> ACTIVITY:
Within the listing, how many lines hold the word "send"? Give the number by itself.

####

// Shared fixtures for integration tests
//
// Wires a coordinator and media worker onto the simulated browser with an
// in-memory download sink and an instrumented WAV encoder.

#![allow(dead_code)]

use anyhow::{bail, Result};
use async_trait::async_trait;
use std::path::{Path, PathBuf};
use std::sync::atomic::{AtomicBool, AtomicUsize, Ordering};
use std::sync::{Arc, Mutex};
use std::time::Duration;
use tab_audio_recorder::audio::{
    AudioFrame, Encoder, EncoderError, EncoderFactory, MixerConfig, StreamFormat,
    WavEncoderFactory,
};
use tab_audio_recorder::preferences::{MemoryPreferenceStore, PreferenceStore, Preferences};
use tab_audio_recorder::protocol::StateChanged;
use tab_audio_recorder::session::{CoordinatorHandle, SessionCoordinator};
use tab_audio_recorder::worker::{Artifact, DownloadSink, WorkerDeps, WorkerHost, WorkerSettings};
use tab_audio_recorder::SimulatedBrowser;
use tokio::sync::broadcast;
use tokio::task::JoinHandle;

pub const WAIT: Duration = Duration::from_secs(5);

pub fn test_format() -> StreamFormat {
    StreamFormat {
        sample_rate: 8000,
        channels: 1,
    }
}

pub fn test_browser() -> SimulatedBrowser {
    SimulatedBrowser::new(test_format(), 10)
}

pub fn test_settings() -> WorkerSettings {
    WorkerSettings {
        preferred_mime_types: vec![
            "audio/webm;codecs=opus".to_string(),
            "audio/ogg;codecs=opus".to_string(),
        ],
        mixer: MixerConfig {
            sample_rate: 8000,
            channels: 1,
            max_buffer_delay_ms: 50,
        },
    }
}

/// Download sink that keeps artifacts in memory
#[derive(Default)]
pub struct MemorySink {
    saved: Mutex<Vec<(String, Artifact)>>,
    fail: AtomicBool,
}

impl MemorySink {
    pub fn fail_saves(&self, fail: bool) {
        self.fail.store(fail, Ordering::SeqCst);
    }

    pub fn saved(&self) -> Vec<(String, Artifact)> {
        self.saved.lock().unwrap().clone()
    }

    pub fn count(&self) -> usize {
        self.saved.lock().unwrap().len()
    }
}

#[async_trait]
impl DownloadSink for MemorySink {
    async fn save(&self, file_name: &str, artifact: &Artifact) -> Result<PathBuf> {
        if self.fail.load(Ordering::SeqCst) {
            bail!("Download blocked");
        }
        self.saved
            .lock()
            .unwrap()
            .push((file_name.to_string(), artifact.clone()));
        Ok(Path::new("memory").join(file_name))
    }
}

/// WAV encoder factory that counts encoders and can inject a fault
#[derive(Default)]
pub struct TestEncoderFactory {
    pub created: AtomicUsize,
    pub finalized: Arc<AtomicUsize>,
    fail_after: Mutex<Option<usize>>,
}

impl TestEncoderFactory {
    /// Make every encoder fail once it has seen `frames` frames
    pub fn fail_after(&self, frames: usize) {
        *self.fail_after.lock().unwrap() = Some(frames);
    }
}

impl EncoderFactory for TestEncoderFactory {
    fn is_type_supported(&self, mime_type: &str) -> bool {
        WavEncoderFactory.is_type_supported(mime_type)
    }

    fn default_mime_type(&self) -> &str {
        WavEncoderFactory.default_mime_type()
    }

    fn create(
        &self,
        mime_type: &str,
        format: StreamFormat,
    ) -> Result<Box<dyn Encoder>, EncoderError> {
        let inner = WavEncoderFactory.create(mime_type, format)?;
        self.created.fetch_add(1, Ordering::SeqCst);
        Ok(Box::new(TestEncoder {
            inner,
            frames: 0,
            fail_after: *self.fail_after.lock().unwrap(),
            finalized: self.finalized.clone(),
        }))
    }
}

struct TestEncoder {
    inner: Box<dyn Encoder>,
    frames: usize,
    fail_after: Option<usize>,
    finalized: Arc<AtomicUsize>,
}

impl Encoder for TestEncoder {
    fn mime_type(&self) -> &str {
        self.inner.mime_type()
    }

    fn encode(&mut self, frame: &AudioFrame) -> Result<Option<Vec<u8>>, EncoderError> {
        if self.fail_after.is_some_and(|limit| self.frames >= limit) {
            return Err(EncoderError::Failed("EncodingError".to_string()));
        }
        self.frames += 1;
        self.inner.encode(frame)
    }

    fn finalize(self: Box<Self>) -> Result<Vec<u8>, EncoderError> {
        self.finalized.fetch_add(1, Ordering::SeqCst);
        self.inner.finalize()
    }
}

/// Worker dependencies over the given browser
pub fn worker_deps(
    browser: &SimulatedBrowser,
    encoders: Arc<TestEncoderFactory>,
    downloads: Arc<MemorySink>,
) -> WorkerDeps {
    WorkerDeps {
        devices: Arc::new(browser.clone()),
        output: Arc::new(browser.clone()),
        encoders,
        downloads,
        settings: test_settings(),
    }
}

/// A running coordinator plus handles on everything it talks to
pub struct Harness {
    pub browser: SimulatedBrowser,
    pub preferences: Arc<MemoryPreferenceStore>,
    pub downloads: Arc<MemorySink>,
    pub encoders: Arc<TestEncoderFactory>,
    pub coordinator: CoordinatorHandle,
    task: JoinHandle<()>,
}

impl Harness {
    pub fn new() -> Self {
        Self::with_preferences(Preferences::default())
    }

    pub fn with_preferences(initial: Preferences) -> Self {
        let browser = test_browser();
        let preferences = Arc::new(MemoryPreferenceStore::new(initial));
        let downloads = Arc::new(MemorySink::default());
        let encoders = Arc::new(TestEncoderFactory::default());

        let (worker, worker_events) =
            WorkerHost::new(worker_deps(&browser, encoders.clone(), downloads.clone()));
        let prefs: Arc<dyn PreferenceStore> = preferences.clone();
        let (coordinator, task) =
            SessionCoordinator::new(Arc::new(browser.clone()), worker, prefs).spawn(worker_events);

        Self {
            browser,
            preferences,
            downloads,
            encoders,
            coordinator,
            task,
        }
    }

    pub async fn is_recording_persisted(&self) -> bool {
        self.preferences.load().await.unwrap().is_recording
    }

    pub async fn shutdown(self) {
        let Self {
            coordinator, task, ..
        } = self;
        drop(coordinator);
        tokio::time::timeout(WAIT, task)
            .await
            .expect("coordinator did not stop")
            .unwrap();
    }
}

/// Wait for a broadcast whose status text starts with `prefix`
pub async fn wait_for_text(
    updates: &mut broadcast::Receiver<StateChanged>,
    prefix: &str,
) -> StateChanged {
    let wait = async {
        loop {
            match updates.recv().await {
                Ok(message) if message.status_text.starts_with(prefix) => return message,
                Ok(_) => continue,
                Err(broadcast::error::RecvError::Lagged(_)) => continue,
                Err(e) => panic!("broadcast closed: {}", e),
            }
        }
    };

    tokio::time::timeout(WAIT, wait)
        .await
        .unwrap_or_else(|_| panic!("no status starting with {:?}", prefix))
}

/// Poll until `condition` holds
pub async fn eventually(condition: impl Fn() -> bool) {
    let wait = async {
        while !condition() {
            tokio::time::sleep(Duration::from_millis(10)).await;
        }
    };

    tokio::time::timeout(WAIT, wait)
        .await
        .expect("condition not met in time");
}
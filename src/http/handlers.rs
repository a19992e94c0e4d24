use super::state::AppState;
use crate::error::RecorderError;
use crate::panel::{PermissionOutcome, PERMISSION_REQUIRED_TEXT};
use crate::platform::{TabAudio, TargetContext};
use crate::protocol::{ContextId, ControlResponse, LifecycleEvent};
use axum::{
    extract::{Path, State},
    http::StatusCode,
    response::{
        sse::{Event, KeepAlive, Sse},
        IntoResponse, Json, Response,
    },
};
use futures::stream::Stream;
use serde::{Deserialize, Serialize};
use tokio::sync::broadcast::error::RecvError;
use tracing::{error, info, warn};

// ============================================================================
// Request/Response Types
// ============================================================================

#[derive(Debug, Deserialize)]
pub struct StartRecordingRequest {
    /// Tab to capture
    pub target_context_id: ContextId,

    /// Mix microphone input into the recording
    #[serde(default)]
    pub include_microphone: bool,
}

#[derive(Debug, Deserialize)]
pub struct OpenContextRequest {
    pub url: String,

    /// Tone frequency the tab plays (default: 440 Hz)
    pub tone_hz: Option<f32>,
}

#[derive(Debug, Deserialize)]
pub struct NavigateRequest {
    pub url: String,
}

#[derive(Debug, Serialize)]
pub struct PermissionResponse {
    pub granted: bool,
    #[serde(skip_serializing_if = "Option::is_none")]
    pub message: Option<String>,
}

#[derive(Debug, Serialize)]
pub struct ErrorResponse {
    pub error: String,
}

fn status_for(error: &RecorderError) -> StatusCode {
    match error {
        RecorderError::AlreadyActive | RecorderError::NotActive => StatusCode::CONFLICT,
        RecorderError::CaptureUnavailable(_) | RecorderError::AcquisitionFailure { .. } => {
            StatusCode::UNPROCESSABLE_ENTITY
        }
        RecorderError::EncodingFailure(_) => StatusCode::INTERNAL_SERVER_ERROR,
        RecorderError::WorkerUnavailable(_) | RecorderError::CoordinatorUnavailable => {
            StatusCode::SERVICE_UNAVAILABLE
        }
    }
}

fn control_response(result: Result<(), RecorderError>) -> Response {
    match result {
        Ok(()) => (StatusCode::OK, Json(ControlResponse::accepted())).into_response(),
        Err(e) => (status_for(&e), Json(ControlResponse::rejected(e.to_string()))).into_response(),
    }
}

fn not_found(context_id: &ContextId) -> Response {
    (
        StatusCode::NOT_FOUND,
        Json(ErrorResponse {
            error: format!("Tab {} not found", context_id),
        }),
    )
        .into_response()
}

// ============================================================================
// Handlers
// ============================================================================

/// POST /recording/start
///
/// Like the panel, refuses the microphone unless a grant is on record.
pub async fn start_recording(
    State(state): State<AppState>,
    Json(req): Json<StartRecordingRequest>,
) -> impl IntoResponse {
    info!(
        "Starting recording for tab {} (microphone: {})",
        req.target_context_id, req.include_microphone
    );

    if req.include_microphone && !state.settings.microphone_granted().await {
        warn!("Start rejected: microphone permission not granted");
        return (
            StatusCode::UNPROCESSABLE_ENTITY,
            Json(ControlResponse::rejected(PERMISSION_REQUIRED_TEXT)),
        )
            .into_response();
    }

    let result = state
        .coordinator
        .start_recording(req.target_context_id, req.include_microphone)
        .await;
    match &result {
        Err(e) if e.is_rejection() => warn!("Start rejected: {}", e),
        Err(e) => error!("Failed to start recording: {}", e),
        Ok(()) => {}
    }

    control_response(result)
}

/// POST /recording/stop
pub async fn stop_recording(State(state): State<AppState>) -> impl IntoResponse {
    info!("Stopping recording");
    control_response(state.coordinator.stop_recording().await)
}

/// GET /recording/status
pub async fn get_status(State(state): State<AppState>) -> impl IntoResponse {
    match state.coordinator.status().await {
        Ok(snapshot) => (StatusCode::OK, Json(snapshot)).into_response(),
        Err(e) => {
            error!("Failed to get status: {}", e);
            (
                status_for(&e),
                Json(ErrorResponse {
                    error: e.to_string(),
                }),
            )
                .into_response()
        }
    }
}

/// GET /recording/events
/// Server-sent stream of STATE_CHANGED broadcasts
pub async fn state_events(
    State(state): State<AppState>,
) -> Sse<impl Stream<Item = Result<Event, axum::Error>>> {
    let updates = state.coordinator.subscribe();

    let stream = futures::stream::unfold(updates, |mut updates| async move {
        loop {
            match updates.recv().await {
                Ok(message) => {
                    let event = Event::default().event("STATE_CHANGED").json_data(&message);
                    return Some((event, updates));
                }
                Err(RecvError::Lagged(skipped)) => {
                    warn!("Event stream lagged, skipped {} updates", skipped);
                }
                Err(RecvError::Closed) => return None,
            }
        }
    });

    Sse::new(stream).keep_alive(KeepAlive::default())
}

/// POST /contexts
/// Open a simulated tab
pub async fn open_context(
    State(state): State<AppState>,
    Json(req): Json<OpenContextRequest>,
) -> impl IntoResponse {
    let audio = match req.tone_hz {
        Some(frequency_hz) => TabAudio::Tone {
            frequency_hz,
            amplitude: 4000,
        },
        None => TabAudio::default(),
    };

    let id = state.browser.open_tab_with_audio(req.url.clone(), audio);
    (StatusCode::CREATED, Json(TargetContext { id, url: req.url }))
}

/// POST /contexts/:context_id/navigate
pub async fn navigate_context(
    State(state): State<AppState>,
    Path(context_id): Path<String>,
    Json(req): Json<NavigateRequest>,
) -> impl IntoResponse {
    let context_id = ContextId::new(context_id);
    if state.browser.navigate(&context_id, req.url.clone()).is_err() {
        return not_found(&context_id);
    }

    let event = LifecycleEvent::ContextNavigated {
        context_id: context_id.clone(),
        url: req.url.clone(),
    };
    if let Err(e) = state.coordinator.lifecycle(event).await {
        error!("Failed to deliver navigation event: {}", e);
    }

    (
        StatusCode::OK,
        Json(TargetContext {
            id: context_id,
            url: req.url,
        }),
    )
        .into_response()
}

/// DELETE /contexts/:context_id
pub async fn close_context(
    State(state): State<AppState>,
    Path(context_id): Path<String>,
) -> impl IntoResponse {
    let context_id = ContextId::new(context_id);
    if state.browser.close_tab(&context_id).is_err() {
        return not_found(&context_id);
    }

    if let Err(e) = state
        .coordinator
        .lifecycle(LifecycleEvent::ContextClosed { context_id })
        .await
    {
        error!("Failed to deliver close event: {}", e);
    }

    StatusCode::NO_CONTENT.into_response()
}

/// POST /settings/microphone
/// Request microphone permission through the settings surface
pub async fn request_microphone(State(state): State<AppState>) -> impl IntoResponse {
    let response = match state.settings.request_microphone().await {
        PermissionOutcome::Granted => PermissionResponse {
            granted: true,
            message: None,
        },
        PermissionOutcome::Denied { message } => PermissionResponse {
            granted: false,
            message: Some(message),
        },
    };

    (StatusCode::OK, Json(response))
}

/// GET /health
/// Health check endpoint
pub async fn health_check() -> impl IntoResponse {
    (StatusCode::OK, "OK")
}
use serde::Serialize;
use std::sync::Arc;
use tokio::sync::broadcast::{self, error::RecvError, error::TryRecvError};
use tracing::{debug, error, warn};

use crate::platform::TargetContext;
use crate::preferences::{PreferenceStore, PreferenceUpdate};
use crate::protocol::{ControlResponse, PanelRequest, StateChanged};
use crate::session::{CoordinatorHandle, SessionStatus};

const READY_TEXT: &str = "Ready to record.";
const RECORDING_TEXT: &str = "Recording...";
pub const PERMISSION_REQUIRED_TEXT: &str =
    "Microphone permission required. Please enable microphone access.";
const NO_TAB_TEXT: &str = "No active tab found.";
const CHROME_PAGE_TEXT: &str = "Cannot record chrome:// pages.";
const STOP_ACCEPTED_TEXT: &str = "Recording stopped. Preparing download...";

/// Microphone indicator next to the checkbox
#[derive(Debug, Clone, Copy, PartialEq, Eq, Serialize)]
#[serde(rename_all = "snake_case")]
pub enum MicrophoneStatus {
    Hidden,
    Granted,
    SetupNeeded,
}

impl MicrophoneStatus {
    pub fn label(self) -> &'static str {
        match self {
            Self::Hidden => "",
            Self::Granted => "[OK] Granted",
            Self::SetupNeeded => "⚠ Setup needed",
        }
    }
}

/// Everything the panel displays
#[derive(Debug, Clone, PartialEq, Eq, Serialize)]
pub struct PanelView {
    pub status_text: String,
    pub start_visible: bool,
    pub stop_visible: bool,
    /// Starting or Stopping: both buttons hidden
    pub busy: bool,
    pub microphone_checked: bool,
    pub microphone_enabled: bool,
    pub microphone_status: MicrophoneStatus,
}

/// Follow-up the host should perform after a panel interaction
#[derive(Debug, Clone, Copy, PartialEq, Eq)]
pub enum PanelAction {
    None,
    OpenSettings,
}

/// Presentation over the coordinator's broadcasts and persisted preferences
///
/// The panel never touches media APIs. Its microphone precondition is the
/// persisted grant, not a live permission query.
pub struct ControlPanel {
    coordinator: CoordinatorHandle,
    preferences: Arc<dyn PreferenceStore>,
    updates: broadcast::Receiver<StateChanged>,
    status: SessionStatus,
    status_text: String,
    include_microphone: bool,
    permission_granted: bool,
}

impl ControlPanel {
    pub async fn open(
        coordinator: CoordinatorHandle,
        preferences: Arc<dyn PreferenceStore>,
    ) -> Self {
        let updates = coordinator.subscribe();

        let mut panel = Self {
            coordinator,
            preferences,
            updates,
            status: SessionStatus::Idle,
            status_text: READY_TEXT.to_string(),
            include_microphone: false,
            permission_granted: false,
        };

        match panel.preferences.load().await {
            Ok(prefs) => {
                panel.include_microphone = prefs.include_microphone;
                panel.permission_granted = prefs.microphone_permission_granted;
                if prefs.is_recording {
                    panel.status = SessionStatus::Active;
                    panel.status_text = RECORDING_TEXT.to_string();
                }
            }
            Err(e) => {
                error!("Error updating panel from storage: {:#}", e);
                panel.status_text = "Error loading state.".to_string();
            }
        }

        panel
    }

    pub fn is_recording(&self) -> bool {
        self.status.is_recording()
    }

    pub fn view(&self) -> PanelView {
        let busy = self.status.is_busy();
        let recording = self.is_recording();

        let microphone_status = match (self.include_microphone, self.permission_granted) {
            (false, _) => MicrophoneStatus::Hidden,
            (true, true) => MicrophoneStatus::Granted,
            (true, false) => MicrophoneStatus::SetupNeeded,
        };

        PanelView {
            status_text: self.status_text.clone(),
            start_visible: !recording && !busy,
            stop_visible: recording && !busy,
            busy,
            microphone_checked: self.include_microphone,
            microphone_enabled: !recording && !busy,
            microphone_status,
        }
    }

    /// Re-read the persisted grant; the settings surface may have changed it
    pub async fn refresh_permission(&mut self) -> bool {
        let granted = match self.preferences.load().await {
            Ok(prefs) => prefs.microphone_permission_granted,
            Err(e) => {
                warn!("Could not check microphone permission status: {:#}", e);
                false
            }
        };
        if granted != self.permission_granted {
            self.on_permission_changed(granted);
        }
        self.permission_granted
    }

    async fn persist_microphone(&self, include_microphone: bool) {
        if let Err(e) = self
            .preferences
            .merge(PreferenceUpdate::microphone(include_microphone))
            .await
        {
            error!("Failed to save microphone preference: {:#}", e);
        }
    }

    /// Start recording `target`; returns the coordinator's response if a
    /// request was sent
    pub async fn click_start(&mut self, target: Option<TargetContext>) -> Option<ControlResponse> {
        self.sync();
        if self.is_recording() || self.status.is_busy() {
            return None;
        }

        let include_microphone = self.include_microphone;
        if include_microphone && !self.refresh_permission().await {
            self.status_text = PERMISSION_REQUIRED_TEXT.to_string();
            return None;
        }

        self.persist_microphone(include_microphone).await;

        let target = match target {
            Some(target) => target,
            None => {
                self.status_text = NO_TAB_TEXT.to_string();
                return None;
            }
        };
        if !target.is_capturable() {
            self.status_text = CHROME_PAGE_TEXT.to_string();
            return None;
        }

        let response = self
            .coordinator
            .send(PanelRequest::StartRecording {
                target_context_id: target.id,
                include_microphone,
            })
            .await;

        self.sync();
        if !response.success {
            self.status_text = response
                .error
                .clone()
                .unwrap_or_else(|| "Failed to start recording.".to_string());
        }

        Some(response)
    }

    pub async fn click_stop(&mut self) -> Option<ControlResponse> {
        self.sync();
        if !self.is_recording() {
            return None;
        }

        let response = self.coordinator.send(PanelRequest::StopRecording).await;

        self.sync();
        if !response.success {
            self.status_text = response
                .error
                .clone()
                .unwrap_or_else(|| "Failed to stop.".to_string());
        } else if self.status == SessionStatus::Stopping {
            // The worker may already have finished; its broadcast wins
            self.status_text = STOP_ACCEPTED_TEXT.to_string();
        }

        Some(response)
    }

    /// The microphone checkbox changed
    ///
    /// Checking it without a stored grant unchecks it again and asks the host
    /// to open the settings surface.
    pub async fn toggle_microphone(&mut self, checked: bool) -> PanelAction {
        if !checked {
            self.include_microphone = false;
            self.persist_microphone(false).await;
            self.status_text = READY_TEXT.to_string();
            return PanelAction::None;
        }

        if self.refresh_permission().await {
            self.include_microphone = true;
            self.persist_microphone(true).await;
            self.status_text = "Ready to record with microphone.".to_string();
            PanelAction::None
        } else {
            self.include_microphone = false;
            self.persist_microphone(false).await;
            self.status_text =
                "Grant microphone permission in the settings tab, then try again.".to_string();
            PanelAction::OpenSettings
        }
    }

    pub fn on_state_changed(&mut self, message: &StateChanged) {
        debug!("Panel update: {:?} \"{}\"", message.status, message.status_text);
        self.status = message.status;
        if !message.status_text.is_empty() {
            self.status_text = message.status_text.clone();
        }
    }

    /// Mirror a change of the persisted microphone grant
    fn on_permission_changed(&mut self, granted: bool) {
        self.permission_granted = granted;
        if granted && self.include_microphone {
            self.status_text = "Microphone permission granted! Ready to record.".to_string();
        }
    }

    /// Apply every broadcast received so far; returns how many were applied
    pub fn sync(&mut self) -> usize {
        let mut applied = 0;
        loop {
            match self.updates.try_recv() {
                Ok(message) => {
                    self.on_state_changed(&message);
                    applied += 1;
                }
                Err(TryRecvError::Lagged(skipped)) => {
                    warn!("Panel missed {} state updates", skipped);
                }
                Err(TryRecvError::Empty) | Err(TryRecvError::Closed) => return applied,
            }
        }
    }

    /// Wait for the next broadcast and apply it; `None` once the coordinator is gone
    pub async fn next_update(&mut self) -> Option<StateChanged> {
        loop {
            match self.updates.recv().await {
                Ok(message) => {
                    self.on_state_changed(&message);
                    return Some(message);
                }
                Err(RecvError::Lagged(skipped)) => {
                    warn!("Panel missed {} state updates", skipped);
                }
                Err(RecvError::Closed) => return None,
            }
        }
    }
}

####

> TASK ANSWER:
2